In the records below, the lines from the one containing "fresh, &self.config)? as u64;" through the last are to be reproduced exactly and alone.

- Opening Delimiter -

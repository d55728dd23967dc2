use crate::renderer::{draw_detections, draw_gesture, draw_hand};
use crate::{Display, GestureResult, GestureWorker, PipelineConfig, PipelineError};
use lookout_base::Tensor;
use lookout_camera::{Camera, CameraError, RetryingCamera};
use lookout_image::RgbCanvas;
use lookout_infer::{HandLandmarker, HandLandmarks, ObjectDetector};

/// What happens with hands on each frame.
pub enum HandStage {
    Off,
    /// Landmarks on the current frame, drawn before it is shown.
    Sync(Box<dyn HandLandmarker + Send>),
    /// Landmarks and gestures from the worker, drawn on a later frame while still fresh.
    Live(GestureWorker),
}

impl std::fmt::Debug for HandStage {
    fn fmt(&self, f: &mut std::fmt::Formatter<'_>) -> std::fmt::Result {
        match self {
            HandStage::Off => write!(f, "Off"),
            HandStage::Sync(_) => write!(f, "Sync"),
            HandStage::Live(worker) => f.debug_tuple("Live").field(worker).finish(),
        }
    }
}

#[derive(Debug, Clone, Copy, PartialEq, Eq)]
pub enum ExitReason {
    /// The camera ran out of frames.
    EndOfStream,
    /// The user asked to quit.
    Quit,
    /// `max_frames` frames were shown.
    FrameLimit,
}

#[derive(Debug, Clone, PartialEq, Eq)]
pub struct RunSummary {
    /// Frames presented.
    pub frames: u64,
    pub detections_drawn: u64,
    /// Results received from the gesture worker.
    pub gesture_results: u64,
    pub exit: ExitReason,
}

/// The capture, annotate, display loop.
///
/// The pipeline owns its camera and display; both are dropped when [`run`](Self::run) returns.
pub struct Pipeline<C, D, P> {
    camera: RetryingCamera<C>,
    detector: D,
    display: P,
    hands: HandStage,
    config: PipelineConfig,
}

impl<C, D, P> Pipeline<C, D, P>
where
    C: Camera,
    D: ObjectDetector,
    P: Display,
{
    pub fn new(camera: C, detector: D, display: P, hands: HandStage, config: PipelineConfig) -> Self {
        Self {
            camera: RetryingCamera::new(camera, config.retry.clone()),
            detector,
            display,
            hands,
            config,
        }
    }

    pub fn config(&self) -> &PipelineConfig {
        &self.config
    }

    pub async fn run(mut self) -> Result<RunSummary, PipelineError> {
        let mut summary = RunSummary {
            frames: 0,
            detections_drawn: 0,
            gesture_results: 0,
            exit: ExitReason::EndOfStream,
        };
        let mut latest: Option<GestureResult> = None;

        log::info!("pipeline starting, hand stage {:?}", self.hands);

        if self.config.max_frames == Some(0) {
            summary.exit = ExitReason::FrameLimit;
            return Ok(summary);
        }

        loop {
            let mut frame = match self.camera.recv().await {
                Ok(frame) => frame,
                Err(CameraError::Exhausted) => {
                    summary.exit = ExitReason::EndOfStream;
                    break;
                }
                Err(e) => {
                    log::error!("capture failed after {} frames: {e}", summary.frames);
                    return Err(e.into());
                }
            };
            let seq = summary.frames + 1;

            // everything that looks at the image runs before anything is drawn on it
            let inline_hands = match &mut self.hands {
                HandStage::Off => Vec::new(),
                HandStage::Sync(landmarker) => landmarker.landmarks(&frame)?,
                HandStage::Live(worker) => {
                    // drain first so a result never lands on the frame it was computed from
                    if let Some(result) = worker.drain() {
                        summary.gesture_results += 1;
                        latest = Some(result);
                    }
                    worker.submit(seq, &frame);
                    Vec::new()
                }
            };
            let detections = self.detector.detect(&frame)?;

            let fresh = latest
                .as_ref()
                .filter(|result| result.is_fresh(seq, self.config.stale_after_frames));
            summary.detections_drawn +=
                annotate(&mut frame, &detections, &inline_hands, fresh, &self.config)? as u64;

            self.display.present(&frame)?;
            summary.frames = seq;

            if self.display.quit_requested() {
                summary.exit = ExitReason::Quit;
                break;
            }
            if self.config.max_frames.is_some_and(|max| summary.frames >= max) {
                summary.exit = ExitReason::FrameLimit;
                break;
            }
        }

        log::info!(
            "pipeline stopped ({:?}) after {} frames",
            summary.exit,
            summary.frames
        );
        Ok(summary)
    }
}

fn annotate(
    frame: &mut Tensor<u8>,
    detections: &[lookout_infer::Detection],
    hands: &[HandLandmarks],
    gestures: Option<&GestureResult>,
    config: &PipelineConfig,
) -> Result<usize, PipelineError> {
    let shape = frame.shape.clone();
    let Some(mut canvas) = RgbCanvas::from_frame(frame) else {
        return Err(CameraError::Stream(format!("expected a [height, width, 3] frame, got {shape:?}")).into());
    };

    let drawn = draw_detections(&mut canvas, detections, &config.detection);
    for hand in hands {
        draw_hand(&mut canvas, hand);
    }
    if let Some(result) = gestures {
        for (hand, gesture) in &result.hands {
            draw_hand(&mut canvas, hand);
            if let Some(gesture) = gesture {
                draw_gesture(&mut canvas, hand, gesture);
            }
        }
    }
    Ok(drawn)
}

- Closing Delimiter -

-- Answer box --
                annotate(&mut frame, &detections, &inline_hands, fresh, &self.config)? as u64;

            self.display.present(&frame)?;
            summary.frames = seq;

            if self.display.quit_requested() {
                summary.exit = ExitReason::Quit;
                break;
            }
            if self.config.max_frames.is_some_and(|max| summary.frames >= max) {
                summary.exit = ExitReason::FrameLimit;
                break;
            }
        }

        log::info!(
            "pipeline stopped ({:?}) after {} frames",
            summary.exit,
            summary.frames
        );
        Ok(summary)
    }
}

fn annotate(
    frame: &mut Tensor<u8>,
    detections: &[lookout_infer::Detection],
    hands: &[HandLandmarks],
    gestures: Option<&GestureResult>,
    config: &PipelineConfig,
) -> Result<usize, PipelineError> {
    let shape = frame.shape.clone();
    let Some(mut canvas) = RgbCanvas::from_frame(frame) else {
        return Err(CameraError::Stream(format!("expected a [height, width, 3] frame, got {shape:?}")).into());
    };

    let drawn = draw_detections(&mut canvas, detections, &config.detection);
    for hand in hands {
        draw_hand(&mut canvas, hand);
    }
    if let Some(result) = gestures {
        for (hand, gesture) in &result.hands {
            draw_hand(&mut canvas, hand);
            if let Some(gesture) = gesture {
                draw_gesture(&mut canvas, hand, gesture);
            }
        }
    }
    Ok(drawn)
}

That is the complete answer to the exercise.